En termes plus prosaïques, c’est toujours depuis un certain angle que l’on voit, en fonction de la position que l’on occupe ; on ne peut pas voir à partir de tous les angles possibles dans l’espace et dans le temps, or, c’est précisément ce qu’il faudrait pouvoir faire pour certifier que quelque chose est universel. La prétention d’avoir accès à la connaissance de l’universel exige que nous surplombions notre condition historique et notre finitude.

La question normative et les effets de pouvoir

Dans son cours de 1970-1971, Leçons sur la volonté de savoir2, Foucault disait : « Il est clair que la volonté de vérité est profondément historique. Il s’agit en somme de savoir quels rapports de domination sont engagés dans la volonté de vérité. » En le parodiant nous pourrions dire ici que « la volonté d’universalité » est, elle aussi, profondément historique et qu’il convient de s’interroger sur les rapports de domination qui sont engagés dans cette volonté.

Considérés comme des droits naturels, les droits humains déclarés universels sont attachés à l’être humain en tant que tel, du seul fait qu’il s’agit d’un être humain. En matière de droits humains l’universalisme renvoie donc à l’existence d’une « nature humaine » qui serait la condition nécessaire et suffisante pour pouvoir arborer la possession de ces droits. Le problème est que si rien n’a une nature intrinsèque, il s’ensuit que l’être humain n’en a pas non plus, et qu’il est irrémédiablement ancré dans l’historicité, donc dans ce qui, loin d’être immuable, ne peut être que changeant.

Pour le dire avec les mots de Paul Veyne, « le sujet n’est pas naturel, il est modelé à chaque époque par le dispositif et les discours du moment, et par les réactions de sa liberté individuelle ». Chaque société construit un type d’être humain (voire plusieurs !) et rien ne nous empêche évidemment d’en préférer certains à d’autres, mais jamais parce qu’ils seraient plus conformes à l’authentique nature humaine.
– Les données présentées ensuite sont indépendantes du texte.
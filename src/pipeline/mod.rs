//! Pipeline stages for voter-roll extraction.
//!
//! Each submodule implements exactly one transformation step. Keeping the
//! stages separate makes each independently testable, and lets the two
//! engine-backed stages (render, recognize) be swapped behind traits.
//!
//! ## Data Flow
//!
//! ```text
//! input ──▶ render ──▶ preprocess ──▶ recognize ──▶ segment ──▶ fields ──▶ normalize
//! (bytes)   (pdfium)   (otsu)         (tesseract)   (anchors)   (rules)    (validate)
//! ```
//!
//! 1. [`input`] : check the `%PDF` signature, load local files
//! 2. [`render`] : rasterise selected pages; runs in `spawn_blocking` because
//!    pdfium is not async-safe
//! 3. [`preprocess`] : grayscale, binarise and denoise each page bitmap
//! 4. [`recognize`] : OCR each page into ordered text lines; pages run
//!    concurrently and rejoin in page order before the next stage
//! 5. [`segment`] : split the document's lines into voter blocks at anchor
//!    lines, numbering blocks across the whole document
//! 6. [`fields`] : apply the label rule tables to each block
//! 7. [`normalize`] : clean values, repair digit glyphs, validate name and
//!    age, keep paired fields whole

pub mod fields;
pub mod input;
pub mod normalize;
pub mod preprocess;
pub mod recognize;
pub mod render;
pub mod segment;
//! Segmentation: recognised page lines → ordered voter blocks.
//!
//! A block starts at every anchor line and runs up to the next anchor on the
//! same page. Anchors are short, digit-heavy tokens that survive OCR far
//! better than Hindi labels:
//!
//! | Kind    | Shape                                              |
//! |---------|----------------------------------------------------|
//! | `Tag`   | optional serial number, then a voter-ID token      |
//! | `House` | house-number label (`मकान संख्या`) at line start   |
//!
//! The kinds are totally ordered, `Tag` before `House`. A line matching
//! both is a `Tag` anchor. Each page splits on the highest-precedence kind
//! that occurs on it: a layout that prints voter IDs splits on IDs only
//! (its house-number lines sit inside the entries), and a layout without
//! IDs falls back to house-number markers.
//!
//! Lines before a page's first anchor never form a block; they are kept as
//! that page's [`PageHeader`]. Block indices run across the whole document.

use crate::pipeline::fields::HOUSE_LABEL;
use crate::pipeline::recognize::RecognizedPage;
use once_cell::sync::Lazy;
use regex::Regex;
use serde::Serialize;
use tracing::debug;

/// Serial + voter-ID anchor. `serial` captures the printed entry number,
/// `value` the ID token.
///
/// Digit positions accept the Latin look-alikes OCR substitutes for digits
/// (`O`/`o`/`I`/`l`/`S`/`B`/`Z`), the same set
/// [`repair_digits`](crate::pipeline::normalize::repair_digits) maps back.
pub(crate) const TAG_ANCHOR_PATTERN: &str = r"^[\s|\[(]*(?:(?P<serial>[0-9०-९OoIlSBZ]{1,4})[\s|.)\]]+)?(?P<value>[A-Z][A-Z0-9]{1,3}[0-9OoIlSBZ]{6,8}|[A-Z]{2}/[0-9OoIlSBZ]{2,3}/[0-9OoIlSBZ]{3}/[0-9OoIlSBZ]{5,7})(?:$|[\s|])";

static TAG_ANCHOR: Lazy<Regex> = Lazy::new(|| Regex::new(TAG_ANCHOR_PATTERN).unwrap());

static HOUSE_ANCHOR: Lazy<Regex> =
    Lazy::new(|| Regex::new(&format!(r"^[\s|]*{}", HOUSE_LABEL)).unwrap());

/// Anchor kinds in precedence order.
#[derive(Debug, Clone, Copy, PartialEq, Eq, PartialOrd, Ord, Hash, Serialize)]
#[serde(rename_all = "snake_case")]
pub enum AnchorKind {
    Tag,
    House,
}

impl AnchorKind {
    pub const PRECEDENCE: [AnchorKind; 2] = [AnchorKind::Tag, AnchorKind::House];

    fn pattern(self) -> &'static Regex {
        match self {
            AnchorKind::Tag => &TAG_ANCHOR,
            AnchorKind::House => &HOUSE_ANCHOR,
        }
    }
}

/// The highest-precedence anchor kind `line` matches, if any.
pub fn classify_line(line: &str) -> Option<AnchorKind> {
    AnchorKind::PRECEDENCE
        .into_iter()
        .find(|kind| kind.pattern().is_match(line))
}

/// Contiguous lines believed to be one voter entry.
#[derive(Debug, Clone, PartialEq, Eq)]
pub struct VoterBlock {
    /// Position in the document; the output ordering key.
    pub index: usize,
    /// 1-indexed source page.
    pub page_num: usize,
    /// Kind of the anchor line that opened the block.
    pub anchor: AnchorKind,
    /// Anchor line first, then every line up to the next anchor.
    pub lines: Vec<String>,
}

impl VoterBlock {
    pub fn text(&self) -> String {
        self.lines.join("\n")
    }
}

/// Lines preceding the first anchor of a page.
#[derive(Debug, Clone, PartialEq, Eq)]
pub struct PageHeader {
    pub page_num: usize,
    pub lines: Vec<String>,
}

/// All blocks of a document plus the per-page headers.
#[derive(Debug, Clone, Default)]
pub struct Segmentation {
    pub blocks: Vec<VoterBlock>,
    pub headers: Vec<PageHeader>,
}

impl Segmentation {
    pub fn header_for(&self, page_num: usize) -> Option<&PageHeader> {
        self.headers.iter().find(|h| h.page_num == page_num)
    }

    pub fn blocks_on_page(&self, page_num: usize) -> usize {
        self.blocks.iter().filter(|b| b.page_num == page_num).count()
    }
}

/// Split document pages into voter blocks.
///
/// `pages` must already be in document order; block indices follow it.
pub fn segment(pages: &[RecognizedPage]) -> Segmentation {
    let mut out = Segmentation::default();

    for page in pages {
        let kinds: Vec<Option<AnchorKind>> =
            page.lines.iter().map(|l| classify_line(l)).collect();

        let Some(boundary) = kinds.iter().flatten().min().copied() else {
            debug!("Page {}: no anchors, contributes no blocks", page.page_num);
            if !page.lines.is_empty() {
                out.headers.push(PageHeader {
                    page_num: page.page_num,
                    lines: page.lines.clone(),
                });
            }
            continue;
        };

        let mut header = Vec::new();
        let mut current: Option<VoterBlock> = None;

        for (line, kind) in page.lines.iter().zip(&kinds) {
            if *kind == Some(boundary) {
                if let Some(done) = current.take() {
                    out.blocks.push(done);
                }
                current = Some(VoterBlock {
                    index: out.blocks.len(),
                    page_num: page.page_num,
                    anchor: boundary,
                    lines: vec![line.clone()],
                });
            } else if let Some(block) = current.as_mut() {
                block.lines.push(line.clone());
            } else {
                header.push(line.clone());
            }
        }
        if let Some(done) = current.take() {
            out.blocks.push(done);
        }

        debug!(
            "Page {}: {} blocks on {:?} anchors, {} header lines",
            page.page_num,
            out.blocks_on_page(page.page_num),
            boundary,
            header.len()
        );
        if !header.is_empty() {
            out.headers.push(PageHeader {
                page_num: page.page_num,
                lines: header,
            });
        }
    }

    out
}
Dans la mesure où ces droits que l’on a proclamés universels ne se développent que dans certaines formes de société et pas dans d’autres, il est clair que, loin de surplomber les sociétés, c’est d’elles qu’ils reçoivent leurs caractéristiques. Puisqu’ils sont socialement institués par un collectif humain, les droits humains sont nécessairement contingents, historiques, conditionnels, et donc ils ne peuvent pas avoir un caractère universel. Il s’agirait d’ailleurs d’une bien curieuse universalité qui ne serait telle que postérieurement à l’époque de la modernité, où le concept de droits universels se formule et où se mettent en place les institutions qui les proclament et les protègent.

Autre chose bien différente est que l’on puisse juger bon de les étendre à l’ensemble des êtres humains, mais cela ne requiert nullement de les proclamer universels en leur conférant un statut dénué de tout fondement.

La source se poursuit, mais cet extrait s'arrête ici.